Rho pull-down assay

The RhoA activity was determined using a rhotekin Rho-binding domain (RBD) affinity precipitation assay, followed by immunoblotting using a RhoA antibody. Active RhoA was affinity purified with GST bead-bound Rhotekin, which only binds RhoA in its active GTP-bound form. Then, Western blot analysis was performed to detect both active levels and total levels using a RhoA-specific antibody. A NewEast Biosciences RhoA Activation Assay Kit (Malvern, PA, USA) was used to detect the levels. Briefly, ice-cold lysis buffer (25 mmol/L HEPES, pH 7.5, 150 mmol/L NaCl, 1% Igepal CA-630, 10 mmol/L MgCl₂, 1 mmol/L EDTA, 10% glycerol, 1 Ag/mL aprotinin, 10 Ag/mL leupeptin, and 1 mmol/L Na₃VO₄) was added to brain homogenate (2:1 v:v), and incubated on ice for 30 mins.
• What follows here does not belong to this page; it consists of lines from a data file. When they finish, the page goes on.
use smol_str::SmolStr;

/// One parsed invocation: a sequence of words, the first of which names the
/// command. Nested invocations appear as [`Fragment::Call`] inside words.
#[derive(Debug, Clone, PartialEq, Eq, Default)]
pub struct Call {
    pub words: Vec<Word>,
}

impl Call {
    pub fn new(words: Vec<Word>) -> Self {
        Self { words }
    }
}

/// A sequence of fragments whose evaluated texts concatenate into a single
/// command-name or argument token.
#[derive(Debug, Clone, PartialEq, Eq, Default)]
pub struct Word {
    pub fragments: Vec<Fragment>,
}

impl Word {
    pub fn new(fragments: Vec<Fragment>) -> Self {
        Self { fragments }
    }
}

/// One piece of a word. Fragments never change after parsing.
#[derive(Debug, Clone, PartialEq, Eq)]
pub enum Fragment {
    /// Plain text, either bare or taken verbatim from a `{...}` quote.
    Literal(String),
    /// A nested `[...]` invocation evaluated before the enclosing word.
    Call(Call),
    /// A `$name` reference resolved against the context environment.
    Variable(SmolStr),
}
// API route configuration

use crate::api::handlers;
use crate::error::AppError;
use actix_web::web;

pub fn configure_routes(cfg: &mut web::ServiceConfig) {
    // Malformed bodies and path ids are reported like any other validation failure.
    let json_config = web::JsonConfig::default()
        .error_handler(|err, _req| AppError::validation("body", err.to_string()).into());
    let path_config = web::PathConfig::default()
        .error_handler(|err, _req| AppError::validation("id", err.to_string()).into());

    cfg.app_data(json_config)
        .app_data(path_config)
        .route("/health", web::get().to(handlers::health_check))
        .route("/import/official", web::post().to(handlers::trigger_import))
        .service(
            web::scope("/film")
                .route("", web::get().to(handlers::list_films))
                .route("/create", web::post().to(handlers::create_film))
                .route("/{id}", web::get().to(handlers::get_film))
                .route("/{id}/update", web::put().to(handlers::update_film))
                .route("/{id}/delete", web::delete().to(handlers::delete_film)),
        )
        .service(
            web::scope("/planet")
                .route("", web::get().to(handlers::list_planets))
                .route("/create", web::post().to(handlers::create_planet))
                .route("/{id}", web::get().to(handlers::get_planet))
                .route("/{id}/update", web::put().to(handlers::update_planet))
                .route("/{id}/delete", web::delete().to(handlers::delete_planet)),
        );
}
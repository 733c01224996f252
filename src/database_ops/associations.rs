//! Film ↔ planet links.
//!
//! A link set is always edited from one owning entity: a film's planets or a
//! planet's films. Callers hand over the desired counterpart ids as an
//! `Option`; `None` leaves the stored links alone while an empty set clears
//! them. Validation runs against the database before anything is written, and
//! every write happens on the caller's connection so it shares the owner's
//! transaction.

use crate::error::{AppError, EntityKind, Result};
use sqlx::SqliteConnection;
use std::collections::BTreeSet;
use tracing::debug;

/// Which end of the association owns the edit.
#[derive(Debug, Clone, Copy, PartialEq, Eq)]
pub enum Side {
    Film,
    Planet,
}

impl Side {
    pub fn owner_kind(self) -> EntityKind {
        match self {
            Side::Film => EntityKind::Film,
            Side::Planet => EntityKind::Planet,
        }
    }

    pub fn counterpart_kind(self) -> EntityKind {
        match self {
            Side::Film => EntityKind::Planet,
            Side::Planet => EntityKind::Film,
        }
    }

    fn owner_column(self) -> &'static str {
        match self {
            Side::Film => "film_id",
            Side::Planet => "planet_id",
        }
    }

    fn counterpart_column(self) -> &'static str {
        match self {
            Side::Film => "planet_id",
            Side::Planet => "film_id",
        }
    }

    fn counterpart_table(self) -> &'static str {
        match self {
            Side::Film => "planet",
            Side::Planet => "film",
        }
    }

    /// Orders `(owner, counterpart)` as `(film_id, planet_id)`.
    fn pair(self, owner: i64, counterpart: i64) -> (i64, i64) {
        match self {
            Side::Film => (owner, counterpart),
            Side::Planet => (counterpart, owner),
        }
    }
}

/// Links to create and links to drop for one owner.
#[derive(Debug, Clone, Default, PartialEq, Eq)]
pub struct LinkDelta {
    pub to_add: BTreeSet<i64>,
    pub to_remove: BTreeSet<i64>,
}

impl LinkDelta {
    pub fn is_empty(&self) -> bool {
        self.to_add.is_empty() && self.to_remove.is_empty()
    }
}

/// Minimal delta turning `current` into `desired`. An absent target yields an
/// empty delta.
pub fn reconcile(current: &BTreeSet<i64>, desired: Option<&BTreeSet<i64>>) -> LinkDelta {
    let Some(desired) = desired else {
        return LinkDelta::default();
    };
    LinkDelta {
        to_add: desired.difference(current).copied().collect(),
        to_remove: current.difference(desired).copied().collect(),
    }
}

/// Counterpart ids currently linked to `owner`.
pub async fn linked_ids(conn: &mut SqliteConnection, side: Side, owner: i64) -> Result<BTreeSet<i64>> {
    let sql = format!(
        "SELECT {} FROM association WHERE {} = ?",
        side.counterpart_column(),
        side.owner_column()
    );
    let ids: Vec<i64> = sqlx::query_scalar(&sql).bind(owner).fetch_all(conn).await?;
    Ok(ids.into_iter().collect())
}

/// Fails with `NotFound` on the first (lowest) id that has no counterpart row.
pub async fn ensure_counterparts_exist(
    conn: &mut SqliteConnection,
    side: Side,
    ids: &BTreeSet<i64>,
) -> Result<()> {
    let sql = format!(
        "SELECT EXISTS (SELECT 1 FROM {} WHERE id = ?)",
        side.counterpart_table()
    );
    for &id in ids {
        let exists: i64 = sqlx::query_scalar(&sql).bind(id).fetch_one(&mut *conn).await?;
        if exists == 0 {
            return Err(AppError::not_found(side.counterpart_kind(), id));
        }
    }
    Ok(())
}

/// Insert one association row.
pub async fn link(
    conn: &mut SqliteConnection,
    film_id: i64,
    planet_id: i64,
    official: bool,
) -> Result<()> {
    sqlx::query("INSERT INTO association (film_id, planet_id, official) VALUES (?, ?, ?)")
        .bind(film_id)
        .bind(planet_id)
        .bind(official)
        .execute(conn)
        .await?;
    Ok(())
}

/// Delete the association row for exactly this pair.
pub async fn unlink(conn: &mut SqliteConnection, film_id: i64, planet_id: i64) -> Result<()> {
    sqlx::query("DELETE FROM association WHERE film_id = ? AND planet_id = ?")
        .bind(film_id)
        .bind(planet_id)
        .execute(conn)
        .await?;
    Ok(())
}

/// Drop every link held by `owner`; returns how many rows went away.
pub async fn unlink_all(conn: &mut SqliteConnection, side: Side, owner: i64) -> Result<u64> {
    let sql = format!("DELETE FROM association WHERE {} = ?", side.owner_column());
    let done = sqlx::query(&sql).bind(owner).execute(conn).await?;
    Ok(done.rows_affected())
}

/// Write a computed delta. Links created here are never marked official.
pub async fn apply_delta(
    conn: &mut SqliteConnection,
    side: Side,
    owner: i64,
    delta: &LinkDelta,
) -> Result<()> {
    for &counterpart in &delta.to_remove {
        let (film_id, planet_id) = side.pair(owner, counterpart);
        unlink(&mut *conn, film_id, planet_id).await?;
    }
    for &counterpart in &delta.to_add {
        let (film_id, planet_id) = side.pair(owner, counterpart);
        link(&mut *conn, film_id, planet_id, false).await?;
    }
    Ok(())
}

/// Validate, diff and apply in one go. Nothing is written when `desired` is
/// absent or when any desired counterpart is missing.
pub async fn sync_links(
    conn: &mut SqliteConnection,
    side: Side,
    owner: i64,
    desired: Option<&BTreeSet<i64>>,
) -> Result<LinkDelta> {
    let Some(target) = desired else {
        return Ok(LinkDelta::default());
    };
    ensure_counterparts_exist(&mut *conn, side, target).await?;
    let current = linked_ids(&mut *conn, side, owner).await?;
    let delta = reconcile(&current, Some(target));
    apply_delta(&mut *conn, side, owner, &delta).await?;
    debug!(
        owner_kind = %side.owner_kind(),
        owner,
        added = delta.to_add.len(),
        removed = delta.to_remove.len(),
        "links reconciled"
    );
    Ok(delta)
}
// Middleware for logging, compression, path normalization and CORS

use actix_cors::Cors;
use actix_web::http::header;
use actix_web::middleware::{Compress, Logger, NormalizePath};

pub fn setup_middleware() -> (Logger, Compress, NormalizePath) {
    let logger = Logger::default();
    let compress = Compress::default();
    // "/film/" and "/film" reach the same handler.
    let normalize = NormalizePath::trim();
    (logger, compress, normalize)
}

/// `*` (alone or among the entries) allows any origin.
pub fn setup_cors(allowed_origins: &str) -> Cors {
    let origins: Vec<&str> = allowed_origins
        .split(',')
        .map(str::trim)
        .filter(|o| !o.is_empty())
        .collect();

    let mut cors = Cors::default()
        .allowed_methods(vec!["GET", "POST", "PUT", "DELETE"])
        .allowed_headers(vec![
            header::AUTHORIZATION,
            header::ACCEPT,
            header::CONTENT_TYPE,
        ])
        .max_age(3600);

    if origins.contains(&"*") {
        return cors.allow_any_origin();
    }
    for origin in origins {
        cors = cors.allowed_origin(origin);
    }

    cors
}
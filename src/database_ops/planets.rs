use crate::database_ops::associations::{self, Side};
use crate::database_ops::db::Db;
use crate::database_ops::models::{NewPlanet, Planet, PlanetChanges, PlanetRow};
use crate::error::{AppError, EntityKind, Result};
use itertools::Itertools;
use sqlx::SqliteConnection;
use std::collections::BTreeSet;
use tracing::{info, instrument};

const SELECT_PLANET: &str =
    "SELECT id, name, climates, diameter, population, official FROM planet";

pub async fn list(db: &Db) -> Result<Vec<Planet>> {
    let mut conn = db.pool.acquire().await?;
    let rows: Vec<PlanetRow> = sqlx::query_as(&format!("{SELECT_PLANET} ORDER BY id"))
        .fetch_all(&mut *conn)
        .await?;
    let links: Vec<(i64, i64)> =
        sqlx::query_as("SELECT planet_id, film_id FROM association ORDER BY planet_id, film_id")
            .fetch_all(&mut *conn)
            .await?;
    let mut by_planet = links.into_iter().into_group_map();

    Ok(rows
        .into_iter()
        .map(|row| {
            let films = by_planet.remove(&row.id).unwrap_or_default();
            Planet::from_row(row, films)
        })
        .collect())
}

pub async fn get(db: &Db, id: i64) -> Result<Planet> {
    let mut conn = db.pool.acquire().await?;
    load(&mut conn, id).await
}

pub(crate) async fn fetch_row(conn: &mut SqliteConnection, id: i64) -> Result<PlanetRow> {
    sqlx::query_as(&format!("{SELECT_PLANET} WHERE id = ?"))
        .bind(id)
        .fetch_optional(conn)
        .await?
        .ok_or_else(|| AppError::not_found(EntityKind::Planet, id))
}

pub(crate) async fn load(conn: &mut SqliteConnection, id: i64) -> Result<Planet> {
    let row = fetch_row(&mut *conn, id).await?;
    let films = associations::linked_ids(&mut *conn, Side::Planet, id).await?;
    Ok(Planet::from_row(row, films.into_iter().collect()))
}

pub async fn find_id_by_name(conn: &mut SqliteConnection, name: &str) -> Result<Option<i64>> {
    let id = sqlx::query_scalar("SELECT id FROM planet WHERE name = ?")
        .bind(name)
        .fetch_optional(conn)
        .await?;
    Ok(id)
}

pub async fn count_official(conn: &mut SqliteConnection) -> Result<i64> {
    let n = sqlx::query_scalar("SELECT COUNT(*) FROM planet WHERE official = 1")
        .fetch_one(conn)
        .await?;
    Ok(n)
}

/// Insert a row; a duplicate name surfaces as `Conflict`.
pub async fn insert(conn: &mut SqliteConnection, planet: &NewPlanet) -> Result<i64> {
    let done = sqlx::query(
        "INSERT INTO planet (name, climates, diameter, population, official) VALUES (?, ?, ?, ?, ?)",
    )
    .bind(&planet.name)
    .bind(&planet.climates)
    .bind(planet.diameter)
    .bind(planet.population)
    .bind(planet.official)
    .execute(conn)
    .await
    .map_err(|e| AppError::from_write(e, EntityKind::Planet, &planet.name))?;
    Ok(done.last_insert_rowid())
}

#[instrument(skip(db, planet), fields(name = %planet.name))]
pub async fn create(db: &Db, planet: NewPlanet, films: &BTreeSet<i64>) -> Result<Planet> {
    planet.validate()?;

    let mut tx = db.pool.begin().await?;
    associations::ensure_counterparts_exist(&mut tx, Side::Planet, films).await?;
    let id = insert(&mut tx, &planet).await?;
    let delta = associations::reconcile(&BTreeSet::new(), Some(films));
    associations::apply_delta(&mut tx, Side::Planet, id, &delta).await?;
    let created = load(&mut tx, id).await?;
    tx.commit().await?;

    info!(id, films = created.films.len(), "planet created");
    Ok(created)
}

/// Apply field changes and, when `films` is supplied, reconcile the planet's
/// film links, all in one transaction.
#[instrument(skip(db, changes, films))]
pub async fn update(
    db: &Db,
    id: i64,
    changes: PlanetChanges,
    films: Option<&BTreeSet<i64>>,
) -> Result<Planet> {
    changes.validate()?;

    let mut tx = db.pool.begin().await?;
    let current = fetch_row(&mut tx, id).await?;
    let delta = associations::sync_links(&mut tx, Side::Planet, id, films).await?;

    let name = changes.name.unwrap_or(current.name);
    let climates = changes.climates.unwrap_or(current.climates);
    let diameter = changes.diameter.unwrap_or(current.diameter);
    let population = changes.population.unwrap_or(current.population);
    sqlx::query(
        "UPDATE planet SET name = ?, climates = ?, diameter = ?, population = ? WHERE id = ?",
    )
    .bind(&name)
    .bind(&climates)
    .bind(diameter)
    .bind(population)
    .bind(id)
    .execute(&mut *tx)
    .await
    .map_err(|e| AppError::from_write(e, EntityKind::Planet, &name))?;

    let updated = load(&mut tx, id).await?;
    tx.commit().await?;

    info!(
        id,
        added = delta.to_add.len(),
        removed = delta.to_remove.len(),
        "planet updated"
    );
    Ok(updated)
}

/// Remove the planet's links, then the planet.
#[instrument(skip(db))]
pub async fn delete(db: &Db, id: i64) -> Result<()> {
    let mut tx = db.pool.begin().await?;
    fetch_row(&mut tx, id).await?;
    let unlinked = associations::unlink_all(&mut tx, Side::Planet, id).await?;
    sqlx::query("DELETE FROM planet WHERE id = ?")
        .bind(id)
        .execute(&mut *tx)
        .await?;
    tx.commit().await?;

    info!(id, unlinked, "planet deleted");
    Ok(())
}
The lysates were centrifuged for 10 mins (12,000×g at 4°C). Lysates were incubated with agarose-conjugated rhotekin-RBD for 1 hr at 4°C and were then washed three times using lysis buffer. Agarose beads were boiled in SDS-PAGE sample buffer to release active Rho, and samples were resolved on a 12.5% polyacrylamide gel followed by immunoblotting using a RhoA antibody.